Evolution took a long time; catagorizing econiches (Introduction)

by David Turell @, Monday, October 09, 2017, 17:47 (2602 days ago) @ David Turell

In any environment there are only limited ways an animal can adapt:

https://www.newscientist.com/article/2149843-evolutions-rules-mean-life-on-earth-isnt-t...

"Many seemingly different species actually live very similar lives. This convergence suggests that it may someday be possible to predict how many species live in a particular habitat, and even to identify the holes left by missing species.

"For more than half a century, ecologists have tended to describe ecological roles, or “niches”, as though they were properties of individual species. For example, chameleons are camouflaged, tree-dwelling lizards that ambush insects, while horned lizards are ground-dwelling desert creatures that eat ants and bear protective spines. The diversity can seem overwhelming.

"But Eric Pianka, an evolutionary ecologist at the University of Texas in Austin, has long wondered whether there might only be a certain, limited set of niches.

***

"Over and over, they saw pairs of unrelated lizards converge on similar niches. Out of the 134 species, 100 belonged to a convergent pair, far more than could have happened by chance.
For example, African chameleons have ecological equivalents in the Americas called bush anoles, and Australia’s thorny devil fills almost precisely the same niche as North America’s horned lizards.

"If lizards could evolve into an unlimited number of niches, this convergence would be unlikely. Instead, their result suggests that lizards are constrained to live particular lifestyles. For instance, there are no marine lizards or lizards that behave like elephants. “There’s only a certain number of ways to be a lizard,” says Pianka.

“'This is beautiful,” says evolutionary biologist George McGhee at Rutgers University in New Jersey. “It’s astonishing the number of species that have converged into ecological roles.”
Ecologists could apply the same approach to other groups, like birds or rodents. However, each group is likely to have its own unique set of niche features – for example, many birds make long migrations, and some rodents hibernate – which would complicate the analysis, says Pianka.

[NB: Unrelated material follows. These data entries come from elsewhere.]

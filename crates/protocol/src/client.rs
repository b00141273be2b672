//! Tethered client records.

use std::net::IpAddr;
use std::time::SystemTime;

use serde::{Deserialize, Serialize};

/// A client that joined the tethering session.
///
/// Records are created by the worker when it detects a client and are
/// read-only from then on. They are discarded when the session ends.
#[derive(Debug, Clone, PartialEq, Eq, Serialize, Deserialize)]
pub struct ClientRecord {
    /// Address leased to the client.
    pub address: IpAddr,
    /// Hardware address, if the worker saw one.
    #[serde(default)]
    pub mac: Option<String>,
    /// Hostname announced in the DHCP request, if any.
    #[serde(default)]
    pub hostname: Option<String>,
    /// When the client was first seen.
    pub joined_at: SystemTime,
}

impl ClientRecord {
    /// Creates a record for a client seen now.
    pub fn new(address: IpAddr) -> Self {
        Self {
            address,
            mac: None,
            hostname: None,
            joined_at: SystemTime::now(),
        }
    }

    pub fn with_mac(mut self, mac: impl Into<String>) -> Self {
        self.mac = Some(mac.into());
        self
    }

    pub fn with_hostname(mut self, hostname: impl Into<String>) -> Self {
        self.hostname = Some(hostname.into());
        self
    }

    /// Human-readable label used in alerts and listings.
    ///
    /// `"laptop (192.168.5.2)"` when a hostname is known, the bare address
    /// otherwise.
    pub fn nice_label(&self) -> String {
        match self.hostname.as_deref().filter(|h| !h.is_empty()) {
            Some(host) => format!("{} ({})", host, self.address),
            None => self.address.to_string(),
        }
    }
}
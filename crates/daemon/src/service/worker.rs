//! Background worker seam.
//!
//! The worker performs the actual tethering. It is started and stopped by the
//! state machine and reports back asynchronously through a [`WorkerEvent`]
//! channel.

use meshtether_protocol::{ClientRecord, ServiceState};
use thiserror::Error;
use tokio::sync::mpsc;

/// Callbacks from the worker to the state machine.
#[derive(Debug, Clone, PartialEq)]
pub enum WorkerEvent {
    /// The worker finished starting.
    Started,
    /// The worker stopped, for any reason.
    Stopped,
    /// A client joined the mesh.
    ClientJoined(ClientRecord),
    /// The worker picked a LAN interface.
    LanInterface(String),
    /// The worker failed with a numeric error code.
    Failed(i32),
}

/// A worker event tagged with the start generation that produced it.
pub type TaggedWorkerEvent = (u64, WorkerEvent);

/// Sender handed to a worker on start.
///
/// Every event is tagged with the generation of that start, so events from a
/// worker that has since been replaced can be told apart and dropped.
#[derive(Debug, Clone)]
pub struct WorkerEventSender {
    generation: u64,
    tx: mpsc::UnboundedSender<TaggedWorkerEvent>,
}

impl WorkerEventSender {
    pub fn new(generation: u64, tx: mpsc::UnboundedSender<TaggedWorkerEvent>) -> Self {
        Self { generation, tx }
    }

    /// Start generation this sender belongs to.
    pub fn generation(&self) -> u64 {
        self.generation
    }

    /// Sends `event`. Fails only when the receiving side is gone.
    pub fn send(&self, event: WorkerEvent) -> Result<(), mpsc::error::SendError<WorkerEvent>> {
        self.tx
            .send((self.generation, event))
            .map_err(|mpsc::error::SendError((_, event))| mpsc::error::SendError(event))
    }

    /// Whether the receiving side is gone.
    pub fn is_closed(&self) -> bool {
        self.tx.is_closed()
    }
}

/// Errors a worker can report synchronously.
#[derive(Debug, Error)]
pub enum WorkerError {
    /// The worker could not be launched at all.
    #[error("failed to spawn worker: {0}")]
    Spawn(#[from] std::io::Error),

    /// The worker is already running.
    #[error("worker already started")]
    AlreadyStarted,

    /// The worker refused to start.
    #[error("worker refused to start: {0}")]
    Refused(String),
}

/// A supervised background worker.
pub trait Worker: Send + Sync {
    /// Begins starting. Completion is reported through `events`.
    fn start(&self, events: WorkerEventSender) -> Result<(), WorkerError>;

    /// Asks the worker to stop. Advisory; `Stopped` arrives later.
    fn stop(&self);

    /// The worker's own view of its state.
    fn current_state(&self) -> ServiceState;
}

/// Creates a fresh worker for each start request.
pub trait WorkerFactory: Send + Sync {
    fn create(&self) -> Box<dyn Worker>;
}

impl<F> WorkerFactory for F
where
    F: Fn() -> Box<dyn Worker> + Send + Sync,
{
    fn create(&self) -> Box<dyn Worker> {
        self()
    }
}
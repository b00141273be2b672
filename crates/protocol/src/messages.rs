//! Externally visible event and action names.
//!
//! The daemon announces every state change as a [`StateBroadcast`] named
//! [`ACTION_CHANGED`]. Only subscribers holding the capability token for
//! [`ACCESS_STATE_SCOPE`] may receive it.

use serde::{Deserialize, Serialize};

use crate::state::ServiceState;

/// Action asking the status view to show the client list.
pub const ACTION_CLIENTS: &str = "meshtether.SHOW_CLIENTS";

/// Action toggling the service between stopped and started.
pub const ACTION_TOGGLE: &str = "meshtether.TOGGLE_STATE";

/// Action asking for the current state to be re-broadcast.
pub const ACTION_CHECK: &str = "meshtether.CHECK_STATE";

/// Name of the state-change broadcast.
pub const ACTION_CHANGED: &str = "meshtether.STATE_CHANGED";

/// Capability scope a subscriber must hold to receive [`StateBroadcast`]s.
pub const ACCESS_STATE_SCOPE: &str = "meshtether.ACCESS_STATE";

/// Kind tag carried by a broadcast.
#[derive(Debug, Clone, Copy, PartialEq, Eq, Default, Serialize, Deserialize)]
#[serde(rename_all = "lowercase")]
pub enum BroadcastKind {
    /// Emitted on every fanout, whether or not the state changed.
    #[default]
    Generic,
}

/// Payload of the state-change broadcast.
#[derive(Debug, Clone, Copy, PartialEq, Eq, Serialize, Deserialize)]
pub struct StateBroadcast {
    /// Current service state.
    pub state: ServiceState,
    /// Kind of broadcast.
    #[serde(default)]
    pub kind: BroadcastKind,
}

impl StateBroadcast {
    /// Creates a generic broadcast for `state`.
    pub fn new(state: ServiceState) -> Self {
        Self {
            state,
            kind: BroadcastKind::Generic,
        }
    }
}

"The limited number of niches implies that ecologists may someday be able to construct a “table of niches”, somewhat analogous to chemistry’s periodic table of elements. “If we constructed this table, and we thought it was fairly complete, then we could go into places and look at the structure of the habitat, the temperatures and so on, and say ‘this place ought to be able to support 10 species of lizards’,” says Vitt. Ecologists could then predict far more about the natural world than they can today.

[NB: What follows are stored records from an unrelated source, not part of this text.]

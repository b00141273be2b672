//! Application context.
//!
//! [`AppContext`] owns every long-lived component: preferences, the status
//! fanout, the presenter, the state machine and its supervisor pump. It is
//! created by [`initialize`] and released by [`shutdown`]. Dropping a context
//! without calling [`shutdown`] still asks an active worker to stop.

use std::fs;
use std::os::unix::fs::PermissionsExt;
use std::path::{Path, PathBuf};
use std::sync::Arc;
use std::time::Duration;

use anyhow::{Context, Result};
use meshtether_protocol::ServiceState;
use tokio::task::JoinHandle;
use tokio_util::sync::CancellationToken;
use tracing::{debug, info, warn};
use uuid::Uuid;

use crate::config::Config;
use crate::notify::{AlertSink, NotificationPresenter};
use crate::prefs::PreferenceStore;
use crate::service::{spawn_supervisor, ServiceStateMachine, WorkerFactory};
use crate::status::StatusFanout;

/// How long shutdown waits for an active worker to stop.
const SHUTDOWN_STOP_TIMEOUT: Duration = Duration::from_secs(5);

/// File holding a generated broadcast token.
const ACCESS_TOKEN_FILE: &str = "access_token";

/// Path of the generated broadcast token inside `data_dir`.
pub fn access_token_path(data_dir: &Path) -> PathBuf {
    data_dir.join(ACCESS_TOKEN_FILE)
}

/// Reads the broadcast token the daemon generated, if any.
pub fn read_access_token(data_dir: &Path) -> Option<String> {
    fs::read_to_string(access_token_path(data_dir))
        .ok()
        .map(|token| token.trim().to_string())
        .filter(|token| !token.is_empty())
}

fn write_access_token(data_dir: &Path, token: &str) -> Result<()> {
    fs::create_dir_all(data_dir)
        .with_context(|| format!("Failed to create data directory: {}", data_dir.display()))?;
    let path = access_token_path(data_dir);
    fs::write(&path, token)
        .with_context(|| format!("Failed to write access token: {}", path.display()))?;
    fs::set_permissions(&path, fs::Permissions::from_mode(0o600))
        .with_context(|| format!("Failed to restrict access token: {}", path.display()))?;
    Ok(())
}

/// Owns the running application.
pub struct AppContext {
    config: Config,
    prefs: Arc<PreferenceStore>,
    fanout: Arc<StatusFanout>,
    presenter: Arc<NotificationPresenter>,
    machine: Arc<ServiceStateMachine>,
    shutdown_token: CancellationToken,
    supervisor: Option<JoinHandle<()>>,
}

impl AppContext {
    /// Builds the context and starts the supervisor pump.
    ///
    /// Must be called from within a Tokio runtime.
    pub fn initialize(
        config: Config,
        factory: Arc<dyn WorkerFactory>,
        sink: Arc<dyn AlertSink>,
    ) -> Result<Self> {
        let prefs_path = config.daemon.prefs_path();
        let prefs = Arc::new(
            PreferenceStore::open(&prefs_path)
                .with_context(|| format!("Failed to open preferences: {}", prefs_path.display()))?,
        );
        prefs.ensure_adhoc_ip(&mut rand::thread_rng());
        prefs.save().context("Failed to save preferences")?;

        let access_token = match &config.broadcast.access_token {
            Some(token) => token.clone(),
            None => {
                let token = Uuid::new_v4().to_string();
                write_access_token(&config.daemon.data_dir, &token)?;
                debug!("Generated state broadcast token");
                token
            }
        };

        let fanout = Arc::new(StatusFanout::new(
            access_token,
            config.broadcast.channel_capacity,
        ));
        let presenter = Arc::new(NotificationPresenter::new(
            sink,
            Arc::clone(&prefs),
            Arc::clone(&fanout),
        ));
        let (machine, worker_events) = ServiceStateMachine::new(
            factory,
            Arc::clone(&fanout),
            Arc::clone(&presenter),
            Arc::clone(&prefs),
            config.worker.startup_timeout(),
        );
        let machine = Arc::new(machine);

        let shutdown_token = CancellationToken::new();
        let supervisor = spawn_supervisor(
            Arc::clone(&machine),
            worker_events,
            shutdown_token.clone(),
        );

        info!("Application context initialized");
        Ok(Self {
            config,
            prefs,
            fanout,
            presenter,
            machine,
            shutdown_token,
            supervisor: Some(supervisor),
        })
    }

    pub fn config(&self) -> &Config {
        &self.config
    }

    pub fn prefs(&self) -> &Arc<PreferenceStore> {
        &self.prefs
    }

    pub fn fanout(&self) -> &Arc<StatusFanout> {
        &self.fanout
    }

    pub fn presenter(&self) -> &Arc<NotificationPresenter> {
        &self.presenter
    }

    pub fn machine(&self) -> &Arc<ServiceStateMachine> {
        &self.machine
    }

    /// Cancelled when the context shuts down.
    pub fn shutdown_token(&self) -> CancellationToken {
        self.shutdown_token.clone()
    }

    /// Stops an active worker, the supervisor pump, and saves preferences.
    pub async fn shutdown(mut self) -> Result<()> {
        info!("Shutting down application context");

        if self.machine.terminate()
            && !self
                .machine
                .wait_for_state(ServiceState::Stopped, SHUTDOWN_STOP_TIMEOUT)
                .await
        {
            warn!(
                "Worker did not stop within {:?}, exiting anyway",
                SHUTDOWN_STOP_TIMEOUT
            );
        }

        self.shutdown_token.cancel();
        if let Some(supervisor) = self.supervisor.take() {
            if let Err(e) = supervisor.await {
                warn!("Supervisor task failed: {}", e);
            }
        }

        self.prefs.save().context("Failed to save preferences")?;
        info!("Application context shut down");
        Ok(())
    }
}

impl Drop for AppContext {
    fn drop(&mut self) {
        if self.supervisor.is_none() {
            return;
        }
        // Not shut down through `shutdown`.
        self.machine.terminate();
        self.shutdown_token.cancel();
        if let Err(e) = self.prefs.save() {
            warn!("Failed to save preferences on drop: {:#}", e);
        }
    }
}

/// Creates the application context. See [`AppContext::initialize`].
pub fn initialize(
    config: Config,
    factory: Arc<dyn WorkerFactory>,
    sink: Arc<dyn AlertSink>,
) -> Result<AppContext> {
    AppContext::initialize(config, factory, sink)
}

/// Releases the application context. See [`AppContext::shutdown`].
pub async fn shutdown(context: AppContext) -> Result<()> {
    context.shutdown().await
}

#[cfg(test)]
mod tests {
    use super::*;
    use crate::notify::MemoryAlertSink;
    use crate::prefs::keys;
    use crate::service::{Worker, WorkerError, WorkerEventSender};
    use crate::service::WorkerEvent;
    use tempfile::TempDir;

    /// Reports start and stop immediately.
    struct EchoWorker {
        events: std::sync::Mutex<Option<WorkerEventSender>>,
    }

    impl Worker for EchoWorker {
        fn start(&self, events: WorkerEventSender) -> Result<(), WorkerError> {
            let _ = events.send(WorkerEvent::Started);
            *self.events.lock().unwrap() = Some(events);
            Ok(())
        }

        fn stop(&self) {
            if let Some(events) = self.events.lock().unwrap().as_ref() {
                let _ = events.send(WorkerEvent::Stopped);
            }
        }

        fn current_state(&self) -> ServiceState {
            ServiceState::Running
        }
    }

    fn echo_factory() -> Arc<dyn WorkerFactory> {
        Arc::new(|| -> Box<dyn Worker> {
            Box::new(EchoWorker {
                events: std::sync::Mutex::new(None),
            })
        })
    }

    fn test_config(temp_dir: &TempDir) -> Config {
        let mut config = Config::default();
        config.daemon.data_dir = temp_dir.path().to_path_buf();
        config
    }

    #[tokio::test]
    async fn test_initialize_generates_ip_and_token() {
        let temp_dir = TempDir::new().unwrap();
        let context = initialize(
            test_config(&temp_dir),
            echo_factory(),
            Arc::new(MemoryAlertSink::new()),
        )
        .unwrap();

        let ip = context.prefs().get_string(keys::ADHOC_IP, "");
        assert!(ip.starts_with("10."));
        let token = read_access_token(temp_dir.path()).unwrap();
        assert!(context.fanout().subscribe(&token).is_ok());
        assert!(context.fanout().subscribe("wrong").is_err());

        shutdown(context).await.unwrap();
        assert!(temp_dir.path().join("prefs.json").exists());
    }

    #[tokio::test]
    async fn test_configured_token_is_used() {
        let temp_dir = TempDir::new().unwrap();
        let mut config = test_config(&temp_dir);
        config.broadcast.access_token = Some("configured".to_string());

        let context = initialize(config, echo_factory(), Arc::new(MemoryAlertSink::new())).unwrap();
        assert!(context.fanout().subscribe("configured").is_ok());
        assert!(read_access_token(temp_dir.path()).is_none());

        shutdown(context).await.unwrap();
    }

    #[tokio::test]
    async fn test_shutdown_stops_active_worker() {
        let temp_dir = TempDir::new().unwrap();
        let context = initialize(
            test_config(&temp_dir),
            echo_factory(),
            Arc::new(MemoryAlertSink::new()),
        )
        .unwrap();
        let machine = Arc::clone(context.machine());

        assert!(machine.request_start());
        assert!(
            machine
                .wait_for_state(ServiceState::Running, Duration::from_secs(5))
                .await
        );

        shutdown(context).await.unwrap();
        assert_eq!(machine.state(), ServiceState::Stopped);
        assert!(!machine.has_worker());
    }

    #[tokio::test]
    async fn test_drop_without_shutdown_stops_worker() {
        let temp_dir = TempDir::new().unwrap();
        let context = initialize(
            test_config(&temp_dir),
            echo_factory(),
            Arc::new(MemoryAlertSink::new()),
        )
        .unwrap();
        let machine = Arc::clone(context.machine());
        let token = context.shutdown_token();
        machine.request_start();

        drop(context);
        assert!(token.is_cancelled());
        assert!(temp_dir.path().join("prefs.json").exists());
    }
}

"Moreover, such a table would highlight “empty” niches where species ought to occur but do not. These gaps could point to niches that were once filled by a species that has died out, but so recently that evolution has not yet refilled the niche, says Vitt.

"However, the findings do not necessarily mean that extinct species can be easily replaced by their ecological equivalents, says Vitt. Such “plug and play” replacements have been attempted on Indian Ocean islands, where giant tortoises wiped out by human activity have been substituted by tortoises from other islands. The problem is, even if the new species fills the same niche, it may respond differently to competitors, predators and prey – leading to unpredictable changes in the ecosystem."

Comment: Long ago I noted that basic designs were set up at the start of multicellular life. Our skeletons compare easily to lizards. All lizards are similar and adapt to different environments. Viewed this way evolution doesn't look quite so bushy. God set up a simple path to follow in the beginning.